What to produce
Restate the data below word for word, leaving nothing out.

Items listed in a dataset
....................
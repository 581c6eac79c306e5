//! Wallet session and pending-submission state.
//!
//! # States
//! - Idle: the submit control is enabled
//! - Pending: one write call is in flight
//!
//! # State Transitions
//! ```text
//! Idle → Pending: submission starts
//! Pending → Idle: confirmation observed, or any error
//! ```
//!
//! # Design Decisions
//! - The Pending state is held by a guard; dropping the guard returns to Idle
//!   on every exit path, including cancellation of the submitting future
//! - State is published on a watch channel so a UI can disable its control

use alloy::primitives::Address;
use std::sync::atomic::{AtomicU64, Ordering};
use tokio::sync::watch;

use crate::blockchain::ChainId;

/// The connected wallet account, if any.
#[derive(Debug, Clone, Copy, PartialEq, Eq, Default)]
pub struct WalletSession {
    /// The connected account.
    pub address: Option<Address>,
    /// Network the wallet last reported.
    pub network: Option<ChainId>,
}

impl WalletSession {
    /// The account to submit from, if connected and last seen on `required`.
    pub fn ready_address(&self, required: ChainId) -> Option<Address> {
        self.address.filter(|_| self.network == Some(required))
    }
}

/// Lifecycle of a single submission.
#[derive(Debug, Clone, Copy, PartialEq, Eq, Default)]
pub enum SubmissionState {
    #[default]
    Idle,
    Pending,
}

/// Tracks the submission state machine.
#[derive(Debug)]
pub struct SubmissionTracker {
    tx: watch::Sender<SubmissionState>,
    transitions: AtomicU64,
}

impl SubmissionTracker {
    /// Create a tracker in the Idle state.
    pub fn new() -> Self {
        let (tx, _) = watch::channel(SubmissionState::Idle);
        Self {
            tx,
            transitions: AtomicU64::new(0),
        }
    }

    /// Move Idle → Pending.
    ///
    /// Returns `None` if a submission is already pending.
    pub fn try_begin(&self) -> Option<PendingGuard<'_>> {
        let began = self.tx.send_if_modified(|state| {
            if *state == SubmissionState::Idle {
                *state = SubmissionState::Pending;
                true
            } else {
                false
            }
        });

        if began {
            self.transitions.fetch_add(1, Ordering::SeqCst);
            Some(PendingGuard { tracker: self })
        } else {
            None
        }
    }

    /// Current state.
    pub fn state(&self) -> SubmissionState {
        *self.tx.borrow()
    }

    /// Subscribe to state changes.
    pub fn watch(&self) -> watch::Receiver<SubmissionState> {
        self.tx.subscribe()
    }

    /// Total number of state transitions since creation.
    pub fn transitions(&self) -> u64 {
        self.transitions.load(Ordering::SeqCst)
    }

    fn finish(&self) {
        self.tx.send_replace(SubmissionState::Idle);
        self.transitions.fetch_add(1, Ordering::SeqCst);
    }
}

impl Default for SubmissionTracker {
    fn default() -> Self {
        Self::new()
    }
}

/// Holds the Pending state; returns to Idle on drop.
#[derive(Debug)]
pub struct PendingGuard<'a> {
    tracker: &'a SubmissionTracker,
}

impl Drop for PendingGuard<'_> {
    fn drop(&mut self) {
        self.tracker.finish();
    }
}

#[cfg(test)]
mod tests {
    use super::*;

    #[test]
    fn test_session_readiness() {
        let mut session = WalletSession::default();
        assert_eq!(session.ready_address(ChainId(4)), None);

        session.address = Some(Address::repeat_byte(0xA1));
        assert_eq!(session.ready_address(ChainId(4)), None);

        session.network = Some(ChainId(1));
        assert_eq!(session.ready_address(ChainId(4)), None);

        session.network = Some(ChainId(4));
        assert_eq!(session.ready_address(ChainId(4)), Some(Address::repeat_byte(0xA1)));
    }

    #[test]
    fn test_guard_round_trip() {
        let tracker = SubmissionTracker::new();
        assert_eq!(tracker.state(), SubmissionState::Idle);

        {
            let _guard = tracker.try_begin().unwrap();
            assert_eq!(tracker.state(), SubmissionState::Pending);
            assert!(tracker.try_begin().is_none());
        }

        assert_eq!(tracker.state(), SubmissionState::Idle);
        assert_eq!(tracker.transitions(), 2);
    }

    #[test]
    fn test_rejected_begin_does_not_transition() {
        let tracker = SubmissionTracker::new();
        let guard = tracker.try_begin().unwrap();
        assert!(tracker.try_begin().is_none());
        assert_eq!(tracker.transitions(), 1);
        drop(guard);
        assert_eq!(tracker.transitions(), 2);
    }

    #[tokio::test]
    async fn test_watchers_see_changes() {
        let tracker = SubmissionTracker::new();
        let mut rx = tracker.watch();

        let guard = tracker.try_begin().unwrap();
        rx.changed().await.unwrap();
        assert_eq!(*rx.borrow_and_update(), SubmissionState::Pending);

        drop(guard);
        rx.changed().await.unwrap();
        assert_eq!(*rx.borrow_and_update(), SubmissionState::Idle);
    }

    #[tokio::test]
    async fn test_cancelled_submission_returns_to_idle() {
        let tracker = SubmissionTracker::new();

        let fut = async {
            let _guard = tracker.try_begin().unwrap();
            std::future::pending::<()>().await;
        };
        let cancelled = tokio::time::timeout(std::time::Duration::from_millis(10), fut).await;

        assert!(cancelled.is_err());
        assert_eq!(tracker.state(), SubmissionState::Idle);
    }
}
....................
Answer below
repository 581c6eac79c306e5
//! Wallet session and pending-submission state.
//!
//! # States
//! - Idle: the submit control is enabled
//! - Pending: one write call is in flight
//!
//! # State Transitions
//! ```text
//! Idle → Pending: submission starts
//! Pending → Idle: confirmation observed, or any error
//! ```
//!
//! # Design Decisions
//! - The Pending state is held by a guard; dropping the guard returns to Idle
//!   on every exit path, including cancellation of the submitting future
//! - State is published on a watch channel so a UI can disable its control

use alloy::primitives::Address;
use std::sync::atomic::{AtomicU64, Ordering};
use tokio::sync::watch;

use crate::blockchain::ChainId;

/// The connected wallet account, if any.
#[derive(Debug, Clone, Copy, PartialEq, Eq, Default)]
pub struct WalletSession {
    /// The connected account.
    pub address: Option<Address>,
    /// Network the wallet last reported.
    pub network: Option<ChainId>,
}

impl WalletSession {
    /// The account to submit from, if connected and last seen on `required`.
    pub fn ready_address(&self, required: ChainId) -> Option<Address> {
        self.address.filter(|_| self.network == Some(required))
    }
}

/// Lifecycle of a single submission.
#[derive(Debug, Clone, Copy, PartialEq, Eq, Default)]
pub enum SubmissionState {
    #[default]
    Idle,
    Pending,
}

/// Tracks the submission state machine.
#[derive(Debug)]
pub struct SubmissionTracker {
    tx: watch::Sender<SubmissionState>,
    transitions: AtomicU64,
}

impl SubmissionTracker {
    /// Create a tracker in the Idle state.
    pub fn new() -> Self {
        let (tx, _) = watch::channel(SubmissionState::Idle);
        Self {
            tx,
            transitions: AtomicU64::new(0),
        }
    }

    /// Move Idle → Pending.
    ///
    /// Returns `None` if a submission is already pending.
    pub fn try_begin(&self) -> Option<PendingGuard<'_>> {
        let began = self.tx.send_if_modified(|state| {
            if *state == SubmissionState::Idle {
                *state = SubmissionState::Pending;
                true
            } else {
                false
            }
        });

        if began {
            self.transitions.fetch_add(1, Ordering::SeqCst);
            Some(PendingGuard { tracker: self })
        } else {
            None
        }
    }

    /// Current state.
    pub fn state(&self) -> SubmissionState {
        *self.tx.borrow()
    }

    /// Subscribe to state changes.
    pub fn watch(&self) -> watch::Receiver<SubmissionState> {
        self.tx.subscribe()
    }

    /// Total number of state transitions since creation.
    pub fn transitions(&self) -> u64 {
        self.transitions.load(Ordering::SeqCst)
    }

    fn finish(&self) {
        self.tx.send_replace(SubmissionState::Idle);
        self.transitions.fetch_add(1, Ordering::SeqCst);
    }
}

impl Default for SubmissionTracker {
    fn default() -> Self {
        Self::new()
    }
}

/// Holds the Pending state; returns to Idle on drop.
#[derive(Debug)]
pub struct PendingGuard<'a> {
    tracker: &'a SubmissionTracker,
}

impl Drop for PendingGuard<'_> {
    fn drop(&mut self) {
        self.tracker.finish();
    }
}

#[cfg(test)]
mod tests {
    use super::*;

    #[test]
    fn test_session_readiness() {
        let mut session = WalletSession::default();
        assert_eq!(session.ready_address(ChainId(4)), None);

        session.address = Some(Address::repeat_byte(0xA1));
        assert_eq!(session.ready_address(ChainId(4)), None);

        session.network = Some(ChainId(1));
        assert_eq!(session.ready_address(ChainId(4)), None);

        session.network = Some(ChainId(4));
        assert_eq!(session.ready_address(ChainId(4)), Some(Address::repeat_byte(0xA1)));
    }

    #[test]
    fn test_guard_round_trip() {
        let tracker = SubmissionTracker::new();
        assert_eq!(tracker.state(), SubmissionState::Idle);

        {
            let _guard = tracker.try_begin().unwrap();
            assert_eq!(tracker.state(), SubmissionState::Pending);
            assert!(tracker.try_begin().is_none());
        }

        assert_eq!(tracker.state(), SubmissionState::Idle);
        assert_eq!(tracker.transitions(), 2);
    }

    #[test]
    fn test_rejected_begin_does_not_transition() {
        let tracker = SubmissionTracker::new();
        let guard = tracker.try_begin().unwrap();
        assert!(tracker.try_begin().is_none());
        assert_eq!(tracker.transitions(), 1);
        drop(guard);
        assert_eq!(tracker.transitions(), 2);
    }

    #[tokio::test]
    async fn test_watchers_see_changes() {
        let tracker = SubmissionTracker::new();
        let mut rx = tracker.watch();

        let guard = tracker.try_begin().unwrap();
        rx.changed().await.unwrap();
        assert_eq!(*rx.borrow_and_update(), SubmissionState::Pending);

        drop(guard);
        rx.changed().await.unwrap();
        assert_eq!(*rx.borrow_and_update(), SubmissionState::Idle);
    }

    #[tokio::test]
    async fn test_cancelled_submission_returns_to_idle() {
        let tracker = SubmissionTracker::new();

        let fut = async {
            let _guard = tracker.try_begin().unwrap();
            std::future::pending::<()>().await;
        };
        let cancelled = tokio::time::timeout(std::time::Duration::from_millis(10), fut).await;

        assert!(cancelled.is_err());
        assert_eq!(tracker.state(), SubmissionState::Idle);
    }
}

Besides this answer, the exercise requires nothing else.